◆ Brief ◆
Select the lines of the records containing the word "Debug" and list them.

(Provided information Opens)

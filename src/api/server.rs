use axum::Router;
use tokio::net::TcpListener;
use tokio::signal;
use tracing::{error, info};

#[derive(Debug, Clone, PartialEq, Eq)]
pub struct ServerConfig {
    pub host: String,
    pub port: u16,
}

impl ServerConfig {
    pub fn new(host: impl Into<String>, port: u16) -> Self {
        Self {
            host: host.into(),
            port,
        }
    }

    pub fn socket_addr(&self) -> String {
        format!("{}:{}", self.host, self.port)
    }
}

pub struct Server {
    config: ServerConfig,
}

impl Server {
    pub fn new(config: ServerConfig) -> Self {
        Self { config }
    }

    /// Serves `router` until Ctrl-C or SIGTERM, then lets in-flight requests finish.
    pub async fn run(self, router: Router) -> anyhow::Result<()> {
        let address = self.config.socket_addr();
        let listener = TcpListener::bind(&address).await?;
        info!("Server listening on {}", listener.local_addr()?);

        axum::serve(listener, router)
            .with_graceful_shutdown(shutdown_signal())
            .await?;

        info!("Server shutdown complete");
        Ok(())
    }

    pub fn config(&self) -> &ServerConfig {
        &self.config
    }
}

async fn shutdown_signal() {
    let ctrl_c = async {
        if let Err(e) = signal::ctrl_c().await {
            error!(error = %e, "Failed to install Ctrl+C handler");
            std::future::pending::<()>().await;
        }
    };

    #[cfg(unix)]
    let terminate = async {
        match signal::unix::signal(signal::unix::SignalKind::terminate()) {
            Ok(mut stream) => {
                stream.recv().await;
            }
            Err(e) => {
                error!(error = %e, "Failed to install SIGTERM handler");
                std::future::pending::<()>().await;
            }
        }
    };

    #[cfg(not(unix))]
    let terminate = std::future::pending::<()>();

    tokio::select! {
        () = ctrl_c => info!("Received Ctrl+C, initiating graceful shutdown"),
        () = terminate => info!("Received SIGTERM, initiating graceful shutdown"),
    }
}
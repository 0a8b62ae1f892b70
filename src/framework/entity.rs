//! # ActorEntity Trait
//!
//! The `ActorEntity` trait defines the contract that every catalog resource (Restaurant, Pizza)
//! must implement to be managed by the generic `ResourceActor`. It specifies associated types for
//! IDs, creation DTOs, actions, context, and errors, and provides lifecycle hooks
//! (`on_create`, `on_delete`, `handle_action`).
//!
//! # Provided Methods (Hooks)
//! - [`ActorEntity::on_create`]
//! - [`ActorEntity::on_delete`]
//!
//! You do **not** need to implement these unless you want to customize behavior.
//! The default implementation does nothing (`Ok(())`).
//!
//! There is deliberately no update hook: catalog records are created, read and deleted,
//! never modified in place except through an explicit [`ActorEntity::Action`].

use async_trait::async_trait;
use std::fmt::{Debug, Display};

/// Trait that any resource entity must implement to be managed by ResourceActor.
///
/// # Async & Context
/// This trait is `#[async_trait]` to allow asynchronous operations in hooks (e.g., calling other actors).
/// It also defines a `Context` type, which is injected into every hook. This allows "Late Binding"
/// of dependencies (passing clients to `run()` instead of `new()`).
#[async_trait]
pub trait ActorEntity: Clone + Send + Sync + 'static {
    /// The unique identifier for this entity.
    /// Must be convertible from u32 for automatic ID generation, and ordered so
    /// the store iterates in creation order.
    type Id: Ord + Clone + Send + Sync + Display + Debug + From<u32>;

    /// The data required to create a new instance (DTO - Data Transfer Object).
    type Create: Send + Sync + Debug;

    /// Enum representing resource-specific operations (e.g., `AddPizza`).
    type Action: Send + Sync + Debug;

    /// The result type returned by custom actions.
    type ActionResult: Send + Sync + Debug;

    /// The runtime context (dependencies) injected into the actor.
    /// Use `()` if no dependencies are needed.
    type Context: Send + Sync;

    /// The error type for this entity.
    ///
    /// One enum per actor rather than one per message: clients deal with a single
    /// `RestaurantError`, at the cost of every action sharing the same error surface.
    type Error: std::error::Error + Send + Sync + 'static;

    /// Construct the full Entity from the ID and Payload.
    /// This is called synchronously before `on_create`.
    fn from_create_params(id: Self::Id, params: Self::Create) -> Result<Self, Self::Error>;

    // --- Lifecycle Hooks (Async) ---

    /// Called immediately after the entity is created and initialized.
    /// Returning an error discards the entity; nothing is stored.
    async fn on_create(&mut self, _ctx: &Self::Context) -> Result<(), Self::Error> {
        Ok(())
    }

    /// Called immediately before the entity is removed from the system.
    /// Returning an error keeps the entity in place.
    async fn on_delete(&self, _ctx: &Self::Context) -> Result<(), Self::Error> {
        Ok(())
    }

    // --- Action Handler (Async) ---

    /// Handle a custom resource-specific action.
    ///
    /// The entity is only written back when the action succeeds, so a failed
    /// action leaves no partial state behind.
    async fn handle_action(
        &mut self,
        action: Self::Action,
        ctx: &Self::Context,
    ) -> Result<Self::ActionResult, Self::Error>;
}
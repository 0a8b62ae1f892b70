//! Runtime orchestration and lifecycle management.
//!
//! # Main Components
//!
//! - [`CatalogSystem`] - Spawns the actors behind a [`Catalog`](crate::catalog::Catalog) and shuts them down
//! - [`AppConfig`] - Settings read from the environment
//! - [`setup_tracing`] - Initializes the tracing/logging infrastructure
//! - [`seed_demo_data`] - Fills an empty catalog with demo records

pub mod catalog_system;
pub mod config;
pub mod seed;
pub mod tracing;

pub use catalog_system::*;
pub use config::*;
pub use seed::*;
pub use self::tracing::*;
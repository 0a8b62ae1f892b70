//! Pure data structures (DTOs) managed by the catalog actors.

pub mod pizza;
pub mod restaurant;
pub mod restaurant_pizza;

pub use pizza::*;
pub use restaurant::*;
pub use restaurant_pizza::*;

(Provided information Closes)

◆ Result of this task ◆
#[derive(Debug, Clone, PartialEq, Eq)]
use std::fmt::{Debug, Display};
    type Id: Ord + Clone + Send + Sync + Display + Debug + From<u32>;
    type Create: Send + Sync + Debug;
    type Action: Send + Sync + Debug;
    type ActionResult: Send + Sync + Debug;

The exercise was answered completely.